TASK OBJECTIVE>
Print this span of the material below exactly: the line with "tokio::time::sleep(RESTART_DELAY).await;", the line with "let (signal_tx, signal_rx)", and every line between them, but nothing else.
• • • • •
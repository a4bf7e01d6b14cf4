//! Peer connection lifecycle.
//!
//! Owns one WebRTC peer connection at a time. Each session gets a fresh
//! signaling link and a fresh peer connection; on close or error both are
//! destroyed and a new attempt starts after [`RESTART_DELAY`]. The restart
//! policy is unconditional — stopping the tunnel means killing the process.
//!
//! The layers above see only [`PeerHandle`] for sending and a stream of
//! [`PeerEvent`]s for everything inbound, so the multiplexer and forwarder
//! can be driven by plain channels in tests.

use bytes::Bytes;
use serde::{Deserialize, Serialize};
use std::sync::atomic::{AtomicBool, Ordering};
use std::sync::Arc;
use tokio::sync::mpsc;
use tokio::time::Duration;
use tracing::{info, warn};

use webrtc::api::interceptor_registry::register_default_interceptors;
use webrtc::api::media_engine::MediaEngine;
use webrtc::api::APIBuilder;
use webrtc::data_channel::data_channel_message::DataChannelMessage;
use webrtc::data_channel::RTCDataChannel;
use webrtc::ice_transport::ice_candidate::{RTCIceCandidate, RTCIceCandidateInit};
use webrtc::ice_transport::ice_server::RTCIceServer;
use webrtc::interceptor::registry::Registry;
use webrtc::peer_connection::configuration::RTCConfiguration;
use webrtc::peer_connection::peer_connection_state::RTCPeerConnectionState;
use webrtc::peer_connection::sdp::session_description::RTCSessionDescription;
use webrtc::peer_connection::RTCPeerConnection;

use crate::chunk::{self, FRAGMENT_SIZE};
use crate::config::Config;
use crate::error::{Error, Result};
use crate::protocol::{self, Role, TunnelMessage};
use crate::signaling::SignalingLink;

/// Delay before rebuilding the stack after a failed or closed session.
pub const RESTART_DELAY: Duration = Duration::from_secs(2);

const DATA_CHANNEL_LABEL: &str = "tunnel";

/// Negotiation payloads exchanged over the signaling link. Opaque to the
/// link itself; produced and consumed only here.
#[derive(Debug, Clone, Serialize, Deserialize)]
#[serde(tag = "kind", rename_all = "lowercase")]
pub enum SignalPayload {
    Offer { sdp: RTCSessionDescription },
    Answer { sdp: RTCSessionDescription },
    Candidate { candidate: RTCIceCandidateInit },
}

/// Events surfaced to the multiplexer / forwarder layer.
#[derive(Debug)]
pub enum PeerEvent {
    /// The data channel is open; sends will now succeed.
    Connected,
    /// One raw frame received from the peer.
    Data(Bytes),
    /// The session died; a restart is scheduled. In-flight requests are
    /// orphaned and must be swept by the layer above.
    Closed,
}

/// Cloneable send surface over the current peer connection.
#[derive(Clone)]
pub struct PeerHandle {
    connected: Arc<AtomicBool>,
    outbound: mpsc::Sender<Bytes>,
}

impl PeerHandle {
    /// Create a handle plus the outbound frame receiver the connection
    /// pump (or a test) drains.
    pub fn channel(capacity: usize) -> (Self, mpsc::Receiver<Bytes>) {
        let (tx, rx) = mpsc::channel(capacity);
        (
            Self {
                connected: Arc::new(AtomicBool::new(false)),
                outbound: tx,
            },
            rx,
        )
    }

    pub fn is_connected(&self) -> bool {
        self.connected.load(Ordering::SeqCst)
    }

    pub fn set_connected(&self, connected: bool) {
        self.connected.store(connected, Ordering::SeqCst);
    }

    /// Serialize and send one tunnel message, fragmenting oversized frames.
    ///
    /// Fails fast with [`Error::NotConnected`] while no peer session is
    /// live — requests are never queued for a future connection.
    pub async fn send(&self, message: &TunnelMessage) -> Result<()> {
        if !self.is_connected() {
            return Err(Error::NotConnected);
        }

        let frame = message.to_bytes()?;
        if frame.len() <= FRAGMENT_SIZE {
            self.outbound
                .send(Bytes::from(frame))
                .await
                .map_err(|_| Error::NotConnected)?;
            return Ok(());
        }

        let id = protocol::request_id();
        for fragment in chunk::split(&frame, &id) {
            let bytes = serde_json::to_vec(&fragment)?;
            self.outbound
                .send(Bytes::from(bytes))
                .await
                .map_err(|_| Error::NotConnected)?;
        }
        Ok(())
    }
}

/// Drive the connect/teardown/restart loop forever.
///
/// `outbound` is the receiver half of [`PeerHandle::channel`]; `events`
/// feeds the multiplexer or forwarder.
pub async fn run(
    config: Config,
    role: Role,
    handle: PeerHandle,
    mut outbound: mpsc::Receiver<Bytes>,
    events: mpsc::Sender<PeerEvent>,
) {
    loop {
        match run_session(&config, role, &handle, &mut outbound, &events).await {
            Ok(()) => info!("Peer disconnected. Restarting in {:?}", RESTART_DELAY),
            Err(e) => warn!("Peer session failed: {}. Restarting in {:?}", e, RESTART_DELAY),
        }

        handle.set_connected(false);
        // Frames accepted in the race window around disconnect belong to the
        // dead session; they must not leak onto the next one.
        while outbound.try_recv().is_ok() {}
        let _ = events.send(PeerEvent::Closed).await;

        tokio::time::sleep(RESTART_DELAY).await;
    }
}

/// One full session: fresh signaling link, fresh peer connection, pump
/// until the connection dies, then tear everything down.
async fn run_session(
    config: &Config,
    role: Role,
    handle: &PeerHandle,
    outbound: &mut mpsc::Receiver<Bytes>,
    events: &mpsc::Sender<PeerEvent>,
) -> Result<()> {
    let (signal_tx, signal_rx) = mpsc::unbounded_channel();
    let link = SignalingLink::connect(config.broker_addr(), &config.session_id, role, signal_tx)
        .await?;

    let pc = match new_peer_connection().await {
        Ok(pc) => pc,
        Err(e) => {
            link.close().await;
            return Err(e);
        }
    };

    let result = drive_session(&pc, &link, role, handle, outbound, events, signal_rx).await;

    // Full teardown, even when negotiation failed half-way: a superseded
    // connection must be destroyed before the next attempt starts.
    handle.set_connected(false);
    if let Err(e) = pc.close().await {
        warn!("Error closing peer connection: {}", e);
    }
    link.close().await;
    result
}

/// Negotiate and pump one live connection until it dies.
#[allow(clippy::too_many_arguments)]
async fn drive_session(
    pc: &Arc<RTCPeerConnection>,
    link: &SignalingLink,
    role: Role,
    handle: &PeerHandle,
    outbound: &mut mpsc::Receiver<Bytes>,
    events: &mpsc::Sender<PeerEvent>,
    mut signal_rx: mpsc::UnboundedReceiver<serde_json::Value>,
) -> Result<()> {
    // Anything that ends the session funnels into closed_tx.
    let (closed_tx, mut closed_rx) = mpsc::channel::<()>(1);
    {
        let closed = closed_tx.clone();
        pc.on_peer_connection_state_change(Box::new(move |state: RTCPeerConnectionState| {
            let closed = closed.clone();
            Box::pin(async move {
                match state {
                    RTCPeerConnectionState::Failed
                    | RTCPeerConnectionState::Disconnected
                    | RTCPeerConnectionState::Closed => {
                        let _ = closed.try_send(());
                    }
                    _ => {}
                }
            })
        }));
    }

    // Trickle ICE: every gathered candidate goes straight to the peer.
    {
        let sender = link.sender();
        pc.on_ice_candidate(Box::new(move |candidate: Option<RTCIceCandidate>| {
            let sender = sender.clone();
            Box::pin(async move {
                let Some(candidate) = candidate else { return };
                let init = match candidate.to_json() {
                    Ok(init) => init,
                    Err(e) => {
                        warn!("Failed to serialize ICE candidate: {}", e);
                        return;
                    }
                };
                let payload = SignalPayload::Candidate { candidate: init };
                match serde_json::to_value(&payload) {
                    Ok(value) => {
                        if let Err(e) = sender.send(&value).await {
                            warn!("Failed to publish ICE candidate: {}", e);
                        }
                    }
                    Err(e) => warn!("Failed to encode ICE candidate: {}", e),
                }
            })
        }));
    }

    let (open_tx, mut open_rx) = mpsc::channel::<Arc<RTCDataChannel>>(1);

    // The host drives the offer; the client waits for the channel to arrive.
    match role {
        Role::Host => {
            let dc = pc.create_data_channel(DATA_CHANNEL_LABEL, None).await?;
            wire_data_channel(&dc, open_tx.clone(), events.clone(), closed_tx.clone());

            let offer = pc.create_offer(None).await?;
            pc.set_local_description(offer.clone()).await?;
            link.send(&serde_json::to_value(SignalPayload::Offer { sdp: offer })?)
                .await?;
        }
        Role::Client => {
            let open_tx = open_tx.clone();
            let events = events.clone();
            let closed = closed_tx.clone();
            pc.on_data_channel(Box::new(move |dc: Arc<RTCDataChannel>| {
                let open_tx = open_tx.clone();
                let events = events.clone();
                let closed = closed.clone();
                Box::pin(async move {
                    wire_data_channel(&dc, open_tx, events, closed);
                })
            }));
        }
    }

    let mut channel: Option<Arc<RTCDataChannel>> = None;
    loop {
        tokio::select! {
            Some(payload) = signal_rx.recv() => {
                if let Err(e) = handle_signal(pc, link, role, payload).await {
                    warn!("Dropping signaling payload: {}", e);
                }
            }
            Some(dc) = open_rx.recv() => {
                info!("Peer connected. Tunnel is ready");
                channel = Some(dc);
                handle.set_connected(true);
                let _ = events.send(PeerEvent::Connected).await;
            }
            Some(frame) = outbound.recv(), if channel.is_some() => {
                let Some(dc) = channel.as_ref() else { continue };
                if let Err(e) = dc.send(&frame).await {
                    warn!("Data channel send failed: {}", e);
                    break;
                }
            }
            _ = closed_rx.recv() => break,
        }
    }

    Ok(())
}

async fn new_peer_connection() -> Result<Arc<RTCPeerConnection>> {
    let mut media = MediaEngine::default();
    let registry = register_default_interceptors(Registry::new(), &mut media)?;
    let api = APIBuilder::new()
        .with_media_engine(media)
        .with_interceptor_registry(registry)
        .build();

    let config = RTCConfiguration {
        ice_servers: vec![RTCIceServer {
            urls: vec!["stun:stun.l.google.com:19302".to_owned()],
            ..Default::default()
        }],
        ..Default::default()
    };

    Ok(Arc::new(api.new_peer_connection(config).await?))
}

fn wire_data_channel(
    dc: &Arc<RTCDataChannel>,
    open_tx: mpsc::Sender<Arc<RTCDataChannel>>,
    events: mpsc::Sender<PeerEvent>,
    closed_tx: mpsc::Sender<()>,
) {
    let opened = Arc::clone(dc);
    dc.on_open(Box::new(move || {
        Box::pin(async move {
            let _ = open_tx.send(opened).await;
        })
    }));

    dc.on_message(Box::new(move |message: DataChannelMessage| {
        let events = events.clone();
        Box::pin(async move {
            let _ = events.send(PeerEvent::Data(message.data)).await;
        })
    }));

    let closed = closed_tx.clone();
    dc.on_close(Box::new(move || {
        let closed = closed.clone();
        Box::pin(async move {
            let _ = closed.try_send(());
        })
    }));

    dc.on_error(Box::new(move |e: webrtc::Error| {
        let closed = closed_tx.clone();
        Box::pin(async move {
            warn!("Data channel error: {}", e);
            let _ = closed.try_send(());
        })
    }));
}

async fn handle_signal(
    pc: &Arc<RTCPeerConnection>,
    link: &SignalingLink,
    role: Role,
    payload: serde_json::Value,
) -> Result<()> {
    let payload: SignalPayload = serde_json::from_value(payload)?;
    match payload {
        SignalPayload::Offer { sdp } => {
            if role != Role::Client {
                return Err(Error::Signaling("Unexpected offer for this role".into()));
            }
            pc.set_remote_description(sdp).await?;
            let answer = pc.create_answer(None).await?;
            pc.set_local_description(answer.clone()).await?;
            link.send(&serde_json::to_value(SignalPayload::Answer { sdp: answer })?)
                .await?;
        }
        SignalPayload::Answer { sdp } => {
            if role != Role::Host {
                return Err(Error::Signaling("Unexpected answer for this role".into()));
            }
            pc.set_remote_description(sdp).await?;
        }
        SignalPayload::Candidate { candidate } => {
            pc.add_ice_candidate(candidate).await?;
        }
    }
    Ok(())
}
• • • • •
YOUR RESPONSE>
        tokio::time::sleep(RESTART_DELAY).await;
    }
}

/// One full session: fresh signaling link, fresh peer connection, pump
/// until the connection dies, then tear everything down.
async fn run_session(
    config: &Config,
    role: Role,
    handle: &PeerHandle,
    outbound: &mut mpsc::Receiver<Bytes>,
    events: &mpsc::Sender<PeerEvent>,
) -> Result<()> {
    let (signal_tx, signal_rx) = mpsc::unbounded_channel();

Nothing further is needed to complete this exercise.